2. The final exam grades are up on mathlookup. I don't yet have all the data on them, but at first glance it appears they should be curved similarly to Exam 3.
3. I hope to have final grades made by sometime Monday.

Wednesday, May 5

The answers for the Fall 2009 Final Exam are: IIFFEBGCCBDBBEHIIEGHGAGCE.

Tuesday, May 4

Let me take this time to remind you to fill out course evaluations. I understand that tomorrow 5/5 is the last day for evaluations.
I especially encourage you to leave comments. As pre-tenure faculty, thoughtful positive comments are especially important to me. (Of course, thoughtful constructive criticism helps me understand ways in which I can improve my teaching.)

Monday, May 3

The review session will be held tomorrow, Tuesday May 4th, in Seigle 103, from 8 - 10pm.

Sunday, May 2

I'll be around my office at least between 12 and 3 Monday through Thursday this week.
I'm still waiting to hear on review session time and location.

Saturday, May 1

1. My computer was a victim of the lightning on Friday. As a result, I'll be somewhat more difficult to reach by email. Please make sure to use the "" address.
2. I did manage to borrow a computer and write a brief review document for the final.
3. I recommend Fall 2007 and 2009 finals to give you an idea of what multiple choice questions may look like. I'll try to post the answers to Fall 2009 later, but for now they were a victim of my computer's crash.
4. As announced in class: the final exam is cumulative, and covers the entire textbook. I probably won't ask questions directly about the first few chapters, but these chapters are implicit in everything else we do, so you should review them anyway. The material since exam 3 will probably make up a little more than a third of the final.

Friday, April 30

Happy WILD!
The R transcript from this morning's class is posted.

Wednesday, April 28

The R transcript from this morning's class is posted.

Wednesday, April 28

The R transcript from Monday's afternoon class is posted. (The morning class had a similar transcript.)

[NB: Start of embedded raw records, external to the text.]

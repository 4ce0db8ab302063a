//! Per-proof fixture: identity, assertion primitives, time marks and
//! named rendezvous points.
//!
//! A [`Fixture`] is shared by reference with every thread a proof body
//! spawns. Each mutable table sits behind its own lock, so threads may
//! assert, mark time and rendezvous concurrently.

use std::collections::HashMap;
use std::fmt::Debug;
use std::panic::{AssertUnwindSafe, catch_unwind};
use std::sync::Arc;
use std::thread;
use std::time::{Duration, Instant};

use parking_lot::Mutex;

use crate::compare::ProofEq;
use crate::failure::{FailureLog, FailureRecord, Location};
use crate::rendezvous::{DEFAULT_WAIT_TIMEOUT, Rendezvous, RendezvousError};

/// Error escaping a proof body or a checked statement.
pub type ProofError = Box<dyn std::error::Error + Send + Sync + 'static>;

/// Return type of proof bodies and setup/teardown callbacks.
pub type ProofResult = Result<(), ProofError>;

/// Poll interval of the `try_assert_*` family.
pub const RETRY_INTERVAL: Duration = Duration::from_millis(25);

/// Returned by time queries that involve a mark never set.
pub const UNSET_MARK: Duration = Duration::MAX;

/// Arrivals a sync point waits for unless told otherwise.
pub const DEFAULT_SYNC_COUNT: u32 = 2;

/// Whether a failed check is written to the failure log.
#[derive(Debug, Clone, Copy, Default, PartialEq, Eq)]
pub enum Reporting {
    #[default]
    Record,
    /// Check only; used by the retrying checks on every attempt but the last.
    Silent,
}

impl Reporting {
    const fn records(self) -> bool {
        matches!(self, Self::Record)
    }
}

#[derive(Debug)]
pub struct Fixture {
    suite_name: String,
    proof_name: String,
    failures: Arc<FailureLog>,
    // Keyed by (name, count) so "door1"/2 and "door"/12 stay distinct.
    rendezvous: Mutex<HashMap<(String, u32), Arc<Rendezvous>>>,
    marks: Mutex<HashMap<String, Instant>>,
}

impl Fixture {
    #[must_use]
    pub fn new(
        suite_name: impl Into<String>,
        proof_name: impl Into<String>,
        failures: Arc<FailureLog>,
    ) -> Self {
        Self {
            suite_name: suite_name.into(),
            proof_name: proof_name.into(),
            failures,
            rendezvous: Mutex::new(HashMap::new()),
            marks: Mutex::new(HashMap::new()),
        }
    }

    #[must_use]
    pub fn suite_name(&self) -> &str {
        &self.suite_name
    }

    #[must_use]
    pub fn proof_name(&self) -> &str {
        &self.proof_name
    }

    pub fn add_failure(
        &self,
        location: Location,
        test: impl Into<String>,
        actual: impl Into<String>,
        expected: impl Into<String>,
        actual_str: impl Into<String>,
    ) {
        self.failures.push(FailureRecord {
            suite_name: self.suite_name.clone(),
            proof_name: self.proof_name.clone(),
            location,
            test: test.into(),
            actual: actual.into(),
            expected: expected.into(),
            actual_str: actual_str.into(),
        });
    }

    // -----------------------------------------------------------------------
    // Checks
    // -----------------------------------------------------------------------

    /// Record `actual = false, expected = true` when `pred` does not hold.
    pub fn assert_true(
        &self,
        pred: bool,
        location: Location,
        description: &str,
        reporting: Reporting,
    ) -> bool {
        if !pred && reporting.records() {
            self.add_failure(location, description, "false", "true", description);
        }
        pred
    }

    pub fn assert_eq<A, E>(
        &self,
        actual: &A,
        expected: &E,
        location: Location,
        actual_expr: &str,
        expected_expr: &str,
        reporting: Reporting,
    ) -> bool
    where
        A: ProofEq<E> + Debug + ?Sized,
        E: Debug + ?Sized,
    {
        if actual.proof_eq(expected) {
            return true;
        }
        if reporting.records() {
            self.add_failure(
                location,
                format!("{actual_expr} == {expected_expr}"),
                format!("{actual:?}"),
                format!("{expected:?}"),
                actual_expr,
            );
        }
        false
    }

    /// Run `body`; an `Err` or a panic is recorded as a failure.
    pub fn assert_no_throw<T, Er>(
        &self,
        body: impl FnOnce() -> Result<T, Er>,
        location: Location,
        reporting: Reporting,
    ) -> bool {
        match catch_unwind(AssertUnwindSafe(body)) {
            Ok(Ok(_)) => true,
            Ok(Err(_)) | Err(_) => {
                if reporting.records() {
                    self.add_failure(
                        location,
                        "try {...}",
                        "exception thrown",
                        "thrown",
                        "no exception",
                    );
                }
                false
            }
        }
    }

    /// Run `body` and require it to fail with an error of exactly type `E`.
    ///
    /// Any other error is reported by its description, a panic as
    /// `<unknown>`, and success as `<none>`.
    pub fn assert_throw<E, T, Er>(
        &self,
        body: impl FnOnce() -> Result<T, Er>,
        location: Location,
        expected_kind: &str,
        reporting: Reporting,
    ) -> bool
    where
        E: std::error::Error + 'static,
        Er: Into<ProofError>,
    {
        let actual = match catch_unwind(AssertUnwindSafe(body)) {
            Ok(Ok(_)) => "<none>".to_string(),
            Ok(Err(err)) => {
                let err: ProofError = err.into();
                if err.is::<E>() {
                    return true;
                }
                err.to_string()
            }
            Err(_) => "<unknown>".to_string(),
        };
        if reporting.records() {
            self.add_failure(location, "try {...}", actual, expected_kind, "exception");
        }
        false
    }

    // -----------------------------------------------------------------------
    // Retrying checks
    // -----------------------------------------------------------------------

    /// Poll `attempt` every [`RETRY_INTERVAL`] with [`Reporting::Silent`]
    /// for `timeout / RETRY_INTERVAL` attempts, then once more with
    /// [`Reporting::Record`]. Returns the first success or the last outcome.
    pub fn retry_check(
        &self,
        timeout: Duration,
        mut attempt: impl FnMut(Reporting) -> bool,
    ) -> bool {
        let silent_attempts = timeout.as_millis() / RETRY_INTERVAL.as_millis();
        for _ in 0..silent_attempts {
            if attempt(Reporting::Silent) {
                return true;
            }
            thread::sleep(RETRY_INTERVAL);
        }
        attempt(Reporting::Record)
    }

    pub fn try_assert_true(
        &self,
        mut pred: impl FnMut() -> bool,
        timeout: Duration,
        location: Location,
        description: &str,
    ) -> bool {
        self.retry_check(timeout, |reporting| {
            self.assert_true(pred(), location, description, reporting)
        })
    }

    #[allow(clippy::too_many_arguments)]
    pub fn try_assert_eq<A, E>(
        &self,
        mut actual: impl FnMut() -> A,
        mut expected: impl FnMut() -> E,
        timeout: Duration,
        location: Location,
        actual_expr: &str,
        expected_expr: &str,
    ) -> bool
    where
        A: ProofEq<E> + Debug,
        E: Debug,
    {
        self.retry_check(timeout, |reporting| {
            let (a, e) = (actual(), expected());
            self.assert_eq(&a, &e, location, actual_expr, expected_expr, reporting)
        })
    }

    pub fn try_assert_no_throw<T, Er>(
        &self,
        mut body: impl FnMut() -> Result<T, Er>,
        timeout: Duration,
        location: Location,
    ) -> bool {
        self.retry_check(timeout, |reporting| {
            self.assert_no_throw(&mut body, location, reporting)
        })
    }

    pub fn try_assert_throw<E, T, Er>(
        &self,
        mut body: impl FnMut() -> Result<T, Er>,
        timeout: Duration,
        location: Location,
        expected_kind: &str,
    ) -> bool
    where
        E: std::error::Error + 'static,
        Er: Into<ProofError>,
    {
        self.retry_check(timeout, |reporting| {
            self.assert_throw::<E, T, Er>(&mut body, location, expected_kind, reporting)
        })
    }

    // -----------------------------------------------------------------------
    // Rendezvous
    // -----------------------------------------------------------------------

    /// The rendezvous registered under `(name, count)`, created on first use.
    pub fn rendezvous(&self, name: &str, count: u32) -> Arc<Rendezvous> {
        let mut table = self.rendezvous.lock();
        Arc::clone(
            table
                .entry((name.to_string(), count))
                .or_insert_with(|| Arc::new(Rendezvous::new(count))),
        )
    }

    /// Arrive at the named sync point and wait for `count` arrivals.
    pub fn sync_point(&self, name: &str, count: u32) -> Result<(), RendezvousError> {
        self.rendezvous(name, count)
            .arrive_and_wait(DEFAULT_WAIT_TIMEOUT)
    }

    /// [`sync_point`](Self::sync_point) for two parties.
    pub fn sync_pair(&self, name: &str) -> Result<(), RendezvousError> {
        self.sync_point(name, DEFAULT_SYNC_COUNT)
    }

    // -----------------------------------------------------------------------
    // Time marks
    // -----------------------------------------------------------------------

    pub fn mark_time(&self, name: &str) {
        self.marks.lock().insert(name.to_string(), Instant::now());
    }

    /// Elapsed time since `name` was marked, or [`UNSET_MARK`].
    #[must_use]
    pub fn time_since_mark(&self, name: &str) -> Duration {
        self.marks
            .lock()
            .get(name)
            .map_or(UNSET_MARK, Instant::elapsed)
    }

    /// `later - earlier`, zero when `later` was marked first, or
    /// [`UNSET_MARK`] when either mark is missing.
    #[must_use]
    pub fn time_between_marks(&self, earlier: &str, later: &str) -> Duration {
        let marks = self.marks.lock();
        match (marks.get(earlier), marks.get(later)) {
            (Some(a), Some(b)) => b.saturating_duration_since(*a),
            _ => UNSET_MARK,
        }
    }
}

The afternoon class on Friday will meet in LabSci 250 at the usual 3-4 time, so that we can avoid the WILD wildness. (You can also reasonably attend the morning class, subject to space.)

I'll be around my office Thursday, 12-2:30.
I'll also be around my office most afternoons during reading week -- I'll post a schedule here, and you can always email to arrange some other time.

Monday, April 26

My usual office hours are Tuesday 12-2. To help you prepare for the final exam, I'll be around my office 2-4 as well.

Sunday, April 25

The homework sets in the schedule are now complete.

It won't be on the exam, but if you want to try your hand at pulling apart a table of data in R, then you might take a look at problem 15 of Chapter 30, or problem 14 from the Part VII Review. These both have some interesting data tables (provided on the CD), with some guidance about good ways to proceed in building a model.
I'd be happy to discuss attempts at one of these.

Friday, April 23

I've posted the transcript of R commands from this morning's class. (The afternoon class had a similar transcript.) See Thursday's note below for how to get the cereals data into R.

Thursday, April 22

I've posted the transcript of R commands from yesterday's afternoon class. (The morning class had a similar transcript.)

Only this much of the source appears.